On his part, he lost no time in seeking the Mariposa, calling at her apartment the next morning, only to be informed by a particularly trim and discreet maid that her mistress received no one save by appointment. Therefore, bowing to the inevitable with what philosophy he could summon, he went home and wrote a note to the seeress, requesting an early interview and signing an assumed name. He was gratified to receive an answer, dictated, the next morning in which Mademoiselle Mariposa stated that she would be pleased to receive him at three o'clock in the afternoon, on the following Thursday. Thursday, and this was Tuesday. Two days farther away than he desired, but there was nothing to do but curb his impatience, and he set about occupying his mind and incidentally his time until Thursday.

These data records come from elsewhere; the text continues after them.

use std::fmt;
use std::sync::Arc;

use crate::native::{NativeValue, StaticType};
use crate::serializer::{RepresentationConfig, ValueConverter};

/// Role of a key property synthesized for an owned type. Both roles are
/// stored under an empty element name, so they never reach a document.
#[derive(Debug, Clone, Copy, PartialEq, Eq, Hash)]
pub enum OwnedKeyKind {
    /// Foreign key back to the owner.
    OwnerForeignKey,
    /// Position of the element inside an owned collection, starting at 1.
    Ordinal,
}

/// A mapped scalar property of an entity type.
///
/// Built through [`PropertyBuilder`] and finalized when its entity type is
/// built, which is when the element name and path are decided.
#[derive(Clone)]
pub struct Property {
    pub(crate) name: String,
    pub(crate) element_name: String,
    pub(crate) element_path: Vec<String>,
    pub(crate) static_type: StaticType,
    pub(crate) converter: Option<Arc<dyn ValueConverter>>,
    pub(crate) representation: Option<RepresentationConfig>,
    pub(crate) is_primary_key: bool,
    pub(crate) is_concurrency_token: bool,
    pub(crate) is_row_version: bool,
    pub(crate) is_nullable: bool,
    pub(crate) owned_key: Option<OwnedKeyKind>,
    pub(crate) default_when_missing: Option<NativeValue>,
}

impl Property {
    pub fn name(&self) -> &str {
        &self.name
    }

    /// Field name in the stored document. Empty for owned-type keys.
    pub fn element_name(&self) -> &str {
        &self.element_name
    }

    /// Field names leading to the element: `["_id", element]` for a member
    /// of a composite primary key, `[element]` otherwise.
    pub fn element_path(&self) -> &[String] {
        &self.element_path
    }

    pub fn static_type(&self) -> &StaticType {
        &self.static_type
    }

    pub fn converter(&self) -> Option<&Arc<dyn ValueConverter>> {
        self.converter.as_ref()
    }

    pub fn representation(&self) -> Option<&RepresentationConfig> {
        self.representation.as_ref()
    }

    pub fn is_primary_key(&self) -> bool {
        self.is_primary_key
    }

    pub fn is_concurrency_token(&self) -> bool {
        self.is_concurrency_token
    }

    pub fn is_row_version(&self) -> bool {
        self.is_row_version
    }

    pub fn is_nullable(&self) -> bool {
        self.is_nullable
    }

    pub fn owned_key(&self) -> Option<OwnedKeyKind> {
        self.owned_key
    }

    pub fn is_owned_type_key(&self) -> bool {
        self.owned_key.is_some()
    }

    /// Value returned on read when the element is absent.
    pub fn default_when_missing(&self) -> Option<&NativeValue> {
        self.default_when_missing.as_ref()
    }
}

impl fmt::Debug for Property {
    fn fmt(&self, f: &mut fmt::Formatter<'_>) -> fmt::Result {
        f.debug_struct("Property")
            .field("name", &self.name)
            .field("element_path", &self.element_path)
            .field("static_type", &self.static_type)
            .field("is_primary_key", &self.is_primary_key)
            .field("owned_key", &self.owned_key)
            .finish_non_exhaustive()
    }
}

/// Declares a property for an [`EntityTypeBuilder`](super::EntityTypeBuilder).
#[derive(Debug, Clone)]
pub struct PropertyBuilder {
    pub(crate) name: String,
    pub(crate) element_name: Option<String>,
    pub(crate) static_type: StaticType,
    pub(crate) converter: Option<Arc<dyn ValueConverter>>,
    pub(crate) representation: Option<RepresentationConfig>,
    pub(crate) is_primary_key: bool,
    pub(crate) is_concurrency_token: bool,
    pub(crate) is_row_version: bool,
    pub(crate) is_nullable: bool,
    pub(crate) owned_key: Option<OwnedKeyKind>,
    pub(crate) default_when_missing: Option<NativeValue>,
}

impl PropertyBuilder {
    /// A property named `name` of type `ty`. Nullability defaults to
    /// whether `ty` admits null.
    pub fn new(name: impl Into<String>, ty: StaticType) -> Self {
        Self {
            name: name.into(),
            element_name: None,
            is_nullable: ty.accepts_null(),
            static_type: ty,
            converter: None,
            representation: None,
            is_primary_key: false,
            is_concurrency_token: false,
            is_row_version: false,
            owned_key: None,
            default_when_missing: None,
        }
    }

    pub fn element_name(mut self, name: impl Into<String>) -> Self {
        self.element_name = Some(name.into());
        self
    }

    pub fn converter(mut self, converter: Arc<dyn ValueConverter>) -> Self {
        self.converter = Some(converter);
        self
    }

    pub fn representation(mut self, config: RepresentationConfig) -> Self {
        self.representation = Some(config);
        self
    }

    pub fn primary_key(mut self) -> Self {
        self.is_primary_key = true;
        self
    }

    pub fn concurrency_token(mut self) -> Self {
        self.is_concurrency_token = true;
        self
    }

    /// An integer version bumped on every write. Implies a concurrency
    /// token.
    pub fn row_version(mut self) -> Self {
        self.is_row_version = true;
        self.is_concurrency_token = true;
        self
    }

    pub fn nullable(mut self, nullable: bool) -> Self {
        self.is_nullable = nullable;
        self
    }

    pub fn default_when_missing(mut self, value: impl Into<NativeValue>) -> Self {
        self.default_when_missing = Some(value.into());
        self
    }

    /// Key property pointing back at the owner of an owned type.
    pub fn owner_key(mut self) -> Self {
        self.owned_key = Some(OwnedKeyKind::OwnerForeignKey);
        self.is_primary_key = true;
        self
    }

    /// Position key of an owned collection element.
    pub fn ordinal_key(mut self) -> Self {
        self.owned_key = Some(OwnedKeyKind::Ordinal);
        self.is_primary_key = true;
        self
    }

    pub(crate) fn build(self, element_name: String, element_path: Vec<String>, is_primary_key: bool) -> Property {
        Property {
            name: self.name,
            element_name,
            element_path,
            static_type: self.static_type,
            converter: self.converter,
            representation: self.representation,
            is_primary_key,
            is_concurrency_token: self.is_concurrency_token,
            is_row_version: self.is_row_version,
            is_nullable: self.is_nullable,
            owned_key: self.owned_key,
            default_when_missing: self.default_when_missing,
        }
    }
}

impl From<&Property> for PropertyBuilder {
    /// Re-declares a built property, keeping its resolved element name.
    fn from(property: &Property) -> Self {
        Self {
            name: property.name.clone(),
            element_name: Some(property.element_name.clone()),
            static_type: property.static_type.clone(),
            converter: property.converter.clone(),
            representation: property.representation.clone(),
            is_primary_key: property.is_primary_key,
            is_concurrency_token: property.is_concurrency_token,
            is_row_version: property.is_row_version,
            is_nullable: property.is_nullable,
            owned_key: property.owned_key,
            default_when_missing: property.default_when_missing.clone(),
        }
    }
}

Fortunately, he discovered in glancing over his list of engagements that a number of events dovetailed admirably, thus filling up the hours, and among them was Edith Symmes' luncheon on Wednesday. He heaved a sigh of relief that there were enough things on hand to give time wings, even if artificial ones, when it seemed bent on perversely dragging leaden feet along the ground. In consequence he betook himself to Mrs. Symmes' house on Wednesday with more eagerness than he would otherwise have shown had he not regarded her luncheon as a time-chaser.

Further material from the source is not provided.